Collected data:
use anyhow::{anyhow, bail, Result};
use clap::Parser;
use portal_api::{BackendClient, FxPrompt, OrderFlow};
use portal_engine::{OrderRequest, OrderType, SecType, Side};
use rust_decimal::Decimal;
use serde_json::Value;
use std::io::{self, BufRead, Write};
use std::time::Duration;
use tracing_subscriber::EnvFilter;

#[derive(Parser, Debug)]
#[command(name = "place_order", about = "Place an order through the dashboard proxy, converting currency first when the gateway asks for it")]
struct Args {
    #[arg(long, default_value = "http://127.0.0.1:3000")]
    api: String,
    /// Defaults to the dashboard's active account.
    #[arg(long)]
    account: Option<String>,
    #[arg(long)]
    conid: i64,
    #[arg(long, default_value = "BUY")]
    side: Side,
    #[arg(long)]
    quantity: Decimal,
    #[arg(long, default_value = "MKT")]
    order_type: OrderType,
    /// Required for LMT orders.
    #[arg(long)]
    price: Option<Decimal>,
    #[arg(long, default_value = "STK")]
    sec_type: SecType,
    /// Defaults to the dashboard's account currency.
    #[arg(long)]
    base_currency: Option<String>,
    /// Convert the suggested amount without asking.
    #[arg(long, default_value_t = false)]
    yes: bool,
    #[arg(long, default_value_t = 5)]
    settle_secs: u64,
}

fn ask(prompt: &FxPrompt) -> Option<Decimal> {
    println!("{}", prompt.rejection);
    println!("You need approx. {} USD. Convert via {}?", prompt.needed.round_dp(2), prompt.pair);
    print!("Amount [{}], or n to cancel: ", prompt.suggested);
    io::stdout().flush().ok();
    let mut line = String::new();
    io::stdin().lock().read_line(&mut line).ok()?;
    match line.trim() {
        "" | "y" | "Y" => Some(prompt.suggested),
        "n" | "N" => None,
        other => match other.parse::<Decimal>() {
            Ok(amount) => Some(amount),
            Err(_) => Some(Decimal::ZERO),
        },
    }
}

#[tokio::main]
async fn main() -> Result<()> {
    tracing_subscriber::fmt()
        .with_env_filter(EnvFilter::try_from_default_env().unwrap_or_else(|_| EnvFilter::new("info")))
        .init();
    let args = Args::parse();
    let client = BackendClient::new(&args.api)?;

    let dashboard = if args.account.is_none() || args.base_currency.is_none() {
        client.dashboard().await?
    } else {
        Value::Null
    };
    let account = match args.account {
        Some(a) => a,
        None => dashboard.get("accountId").and_then(Value::as_str).map(str::to_string)
            .ok_or_else(|| anyhow!("no active account; pass --account"))?,
    };
    let base_currency = args.base_currency
        .or_else(|| dashboard.get("currency").and_then(Value::as_str).map(str::to_string))
        .unwrap_or_else(|| "USD".into());

    let mut order = OrderRequest::market(account, args.conid, args.side, args.quantity, args.sec_type);
    order.order_type = args.order_type;
    if args.order_type == OrderType::Lmt {
        order.price = args.price;
    }

    let flow = OrderFlow::new(&client, base_currency).with_settle_delay(Duration::from_secs(args.settle_secs));
    let yes = args.yes;
    let report = flow.run(order, |p| if yes { Some(p.suggested) } else { ask(p) }).await?;
    if let Some(fx) = &report.fx {
        println!("Successfully submitted currency conversion: {}", fx.message);
    }
    println!("{}", report.confirmation.message);
    if !report.confirmation.success {
        bail!("order was not accepted");
    }
    Ok(())
}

PROBLEM DETAILS: Please copy only the lines from the one with "let base_currency = args.base_currency" through the final line of the records above, both ends included.

SOLUTION TO THIS EXERCISE:
    let base_currency = args.base_currency
        .or_else(|| dashboard.get("currency").and_then(Value::as_str).map(str::to_string))
        .unwrap_or_else(|| "USD".into());

    let mut order = OrderRequest::market(account, args.conid, args.side, args.quantity, args.sec_type);
    order.order_type = args.order_type;
    if args.order_type == OrderType::Lmt {
        order.price = args.price;
    }

    let flow = OrderFlow::new(&client, base_currency).with_settle_delay(Duration::from_secs(args.settle_secs));
    let yes = args.yes;
    let report = flow.run(order, |p| if yes { Some(p.suggested) } else { ask(p) }).await?;
    if let Some(fx) = &report.fx {
        println!("Successfully submitted currency conversion: {}", fx.message);
    }
    println!("{}", report.confirmation.message);
    if !report.confirmation.success {
        bail!("order was not accepted");
    }
    Ok(())
}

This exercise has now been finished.